OpenAI on Wednesday unveiled Jalapeño, its first custom artificial intelligence chip, giving a spicy name to a project that could reshape how the company powers ChatGPT and future AI products.
Developed with Broadcom, the chip is designed specifically for large language model inference—the process that generates responses to user prompts—and marks OpenAI's most significant move yet toward controlling more of the hardware stack behind its AI models.
"Jalapeño is part of our long-term, full-stack infrastructure strategy to make compute more abundant, resulting in AI which is faster, more reliable, more affordable for people and businesses, and can be used to solve more important problems," OpenAI President Greg Brockman said in a statement. “By designing more of the stack ourselves, we can serve more intelligence with greater efficiency and keep pushing advanced AI toward broader access.”
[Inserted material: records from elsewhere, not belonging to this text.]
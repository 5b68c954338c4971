// Persisted selection format: one CSV row per squad member.

use std::fs::File;
use std::io::{Read, Write};
use std::path::Path;

use serde::{Deserialize, Serialize};
use tracing::{info, warn};

use crate::candidate::{Candidate, CandidatePool, Position};
use crate::selection::scoring::{AnnotatedRoster, Armband};

#[derive(Debug, thiserror::Error)]
pub enum PersistError {
    #[error("failed to access {path}: {source}")]
    Io {
        path: String,
        source: std::io::Error,
    },

    #[error("CSV error: {0}")]
    Csv(#[from] csv::Error),

    #[error("invalid selection file: {0}")]
    Invalid(String),
}

/// A squad member as written to disk.
#[derive(Debug, Clone, PartialEq, Serialize, Deserialize)]
pub struct SelectionRecord {
    pub player_id: u32,
    pub team_id: u32,
    pub position: Position,
    pub cost: f64,
    pub predicted_score: f64,
    pub starting: bool,
    pub annotation: Option<Armband>,
}

impl SelectionRecord {
    pub fn candidate(&self) -> Candidate {
        Candidate {
            id: self.player_id,
            team_id: self.team_id,
            position: self.position,
            cost: self.cost,
            predicted_score: self.predicted_score,
        }
    }
}

impl From<&AnnotatedRoster> for Vec<SelectionRecord> {
    fn from(roster: &AnnotatedRoster) -> Self {
        roster
            .entries
            .iter()
            .map(|e| SelectionRecord {
                player_id: e.candidate.id,
                team_id: e.candidate.team_id,
                position: e.candidate.position,
                cost: e.candidate.cost,
                predicted_score: e.candidate.predicted_score,
                starting: e.starting,
                annotation: e.armband,
            })
            .collect()
    }
}

pub fn write_selection<W: Write>(writer: W, roster: &AnnotatedRoster) -> Result<(), PersistError> {
    let mut wtr = csv::Writer::from_writer(writer);
    for record in Vec::<SelectionRecord>::from(roster) {
        wtr.serialize(record)?;
    }
    wtr.flush().map_err(csv::Error::from)?;
    Ok(())
}

/// Read every well-formed record; malformed rows are skipped with a warning.
pub fn read_selection<R: Read>(reader: R) -> Result<Vec<SelectionRecord>, PersistError> {
    let mut rdr = csv::Reader::from_reader(reader);
    let mut records = Vec::new();
    for result in rdr.deserialize::<SelectionRecord>() {
        match result {
            Ok(record) => records.push(record),
            Err(e) => warn!("skipping malformed selection row: {}", e),
        }
    }
    Ok(records)
}

/// A previously saved squad, as the prior roster of a transfer scan. Unlike
/// [`read_selection`], the first malformed row fails the whole load.
pub fn read_prior_roster<R: Read>(reader: R) -> Result<CandidatePool, PersistError> {
    let mut rdr = csv::Reader::from_reader(reader);
    let mut candidates = Vec::new();
    for result in rdr.deserialize::<SelectionRecord>() {
        let record = result.map_err(|e| {
            let line = e.position().map_or(0, |p| p.line());
            PersistError::Invalid(format!("malformed row at line {line}: {e}"))
        })?;
        candidates.push(record.candidate());
    }
    CandidatePool::new(candidates).map_err(|e| PersistError::Invalid(e.to_string()))
}

pub fn save_selection(path: &Path, roster: &AnnotatedRoster) -> Result<(), PersistError> {
    if let Some(parent) = path.parent().filter(|p| !p.as_os_str().is_empty()) {
        std::fs::create_dir_all(parent).map_err(|source| PersistError::Io {
            path: parent.display().to_string(),
            source,
        })?;
    }
    let file = File::create(path).map_err(|source| PersistError::Io {
        path: path.display().to_string(),
        source,
    })?;
    write_selection(file, roster)?;
    info!(path = %path.display(), players = roster.entries.len(), "selection saved");
    Ok(())
}

pub fn load_prior_roster(path: &Path) -> Result<CandidatePool, PersistError> {
    let file = File::open(path).map_err(|source| PersistError::Io {
        path: path.display().to_string(),
        source,
    })?;
    read_prior_roster(file)
}

#[cfg(test)]
mod tests {
    use super::*;
    use crate::fixtures::league_pool;
    use crate::optimise::lineup::{optimise_lineup, LineupProblem};
    use crate::optimise::roster::{optimise_roster, RosterProblem, SquadLimits};
    use crate::ruleset::Ruleset;
    use crate::selection::scoring::{annotate, TransferPenalty};

    fn annotated() -> AnnotatedRoster {
        let rules = Ruleset::default();
        let pool = league_pool();
        let roster =
            optimise_roster(&RosterProblem::new(&pool, SquadLimits::from_ruleset(&rules))).unwrap();
        let lineup = optimise_lineup(&LineupProblem::from_ruleset(&roster, &rules)).unwrap();
        annotate(&roster, &lineup, None, &TransferPenalty::none())
    }

    #[test]
    fn written_file_has_header_and_one_row_per_player() {
        let mut buf = Vec::new();
        write_selection(&mut buf, &annotated()).unwrap();
        let text = String::from_utf8(buf).unwrap();
        let mut lines = text.lines();
        assert_eq!(
            lines.next(),
            Some("player_id,team_id,position,cost,predicted_score,starting,annotation")
        );
        let rows: Vec<&str> = lines.collect();
        assert_eq!(rows.len(), 15);
        assert!(rows[0].ends_with(",true,captain"));
        assert!(rows[1].ends_with(",true,vice_captain"));
        assert!(rows[14].ends_with(",false,"));
    }

    #[test]
    fn saved_squad_reads_back_as_prior_roster() {
        let squad = annotated();
        let mut buf = Vec::new();
        write_selection(&mut buf, &squad).unwrap();
        let prior = read_prior_roster(buf.as_slice()).unwrap();
        assert_eq!(prior.ids(), squad.roster().ids());
        let records = read_selection(buf.as_slice()).unwrap();
        assert_eq!(records.iter().filter(|r| r.starting).count(), 11);
        assert_eq!(
            records.iter().filter(|r| r.annotation == Some(Armband::Captain)).count(),
            1
        );
    }

    #[test]
    fn malformed_rows_are_skipped() {
        let data = "\
player_id,team_id,position,cost,predicted_score,starting,annotation
1,4,GKP,4.5,3.2,true,captain
2,4,XYZ,4.5,3.2,true,
3,5,DEF,not-a-number,3.2,false,
4,6,FWD,7.0,5.5,false,
";
        let records = read_selection(data.as_bytes()).unwrap();
        let ids: Vec<u32> = records.iter().map(|r| r.player_id).collect();
        assert_eq!(ids, vec![1, 4]);
        assert_eq!(records[1].annotation, None);
    }

    #[test]
    fn one_malformed_row_fails_the_prior_roster() {
        let mut buf = Vec::new();
        write_selection(&mut buf, &annotated()).unwrap();
        let text = String::from_utf8(buf).unwrap();
        let mut lines: Vec<String> = text.lines().map(str::to_owned).collect();
        assert_eq!(lines.len(), 16);
        // Sixth squad member gets a cost nobody can parse.
        let fields: Vec<&str> = lines[6].split(',').collect();
        let mut broken: Vec<String> = fields.iter().map(|f| f.to_string()).collect();
        broken[3] = "cheap".into();
        lines[6] = broken.join(",");
        let data = lines.join("\n") + "\n";

        match read_prior_roster(data.as_bytes()).unwrap_err() {
            PersistError::Invalid(message) => assert!(message.contains("line 7"), "{message}"),
            other => panic!("expected Invalid, got: {other}"),
        }
        // The reporting reader still returns the other fourteen.
        assert_eq!(read_selection(data.as_bytes()).unwrap().len(), 14);
    }

    #[test]
    fn short_position_names_are_accepted() {
        let data = "\
player_id,team_id,position,cost,predicted_score,starting,annotation
1,4,GK,4.5,3.2,true,
2,5,FW,7.0,5.5,false,
";
        let prior = read_prior_roster(data.as_bytes()).unwrap();
        assert_eq!(prior.candidates()[0].position, Position::Goalkeeper);
        assert_eq!(prior.candidates()[1].position, Position::Forward);
    }

    #[test]
    fn duplicate_players_are_rejected_as_prior() {
        let data = "\
player_id,team_id,position,cost,predicted_score,starting,annotation
1,4,GKP,4.5,3.2,true,
1,4,GKP,4.5,3.2,false,
";
        let err = read_prior_roster(data.as_bytes()).unwrap_err();
        assert!(matches!(err, PersistError::Invalid(_)));
    }

    #[test]
    fn save_and_load_through_temp_dir() {
        let dir = std::env::temp_dir().join("fplsquad_test_persist");
        let _ = std::fs::remove_dir_all(&dir);
        let path = dir.join("out").join("squad.csv");
        let squad = annotated();
        save_selection(&path, &squad).unwrap();
        let prior = load_prior_roster(&path).unwrap();
        assert_eq!(prior.len(), 15);
        let _ = std::fs::remove_dir_all(&dir);
    }

    #[test]
    fn missing_file_is_io_error() {
        let path = std::env::temp_dir().join("fplsquad_test_persist_missing/none.csv");
        match load_prior_roster(&path).unwrap_err() {
            PersistError::Io { path: p, .. } => assert!(p.ends_with("none.csv")),
            other => panic!("expected Io, got: {other}"),
        }
    }
}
Unlike many AI chips designed to handle a wide range of computing tasks, Jalapeño was built specifically to run chatbots and other AI systems powered by large language models. OpenAI said early versions of the chip are already being tested in its labs, including with GPT-5.3-Codex-Spark. The company claims Jalapeño can deliver more computing power while using less energy than today's leading AI chips, though it has not yet released benchmark results.
The announcement confirms reports that OpenAI was building a custom chip program. Earlier this year, Reuters reported that the company was planning to launch its first internally deployed AI chip as it sought to reduce its reliance on Nvidia hardware. OpenAI’s chip ambitions gained further traction in April, with reports that the company was developing a chip designed for smartphones.
The chip is the first product in what OpenAI describes as a multi-generation compute platform expected to begin deployment in data centers later this year, with future generations supporting gigawatt-scale AI infrastructure with Microsoft and other partners.
“Our collaboration with OpenAI represents a fundamental commitment to scaling the physical infrastructure required for the next decade of AI,” Broadcom President and CEO Hock Tan said in a statement. “By co-developing our industry-leading silicon directly with OpenAI, we are enabling the deployment of gigawatt-scale data centers with Microsoft and other partners beginning in 2026.”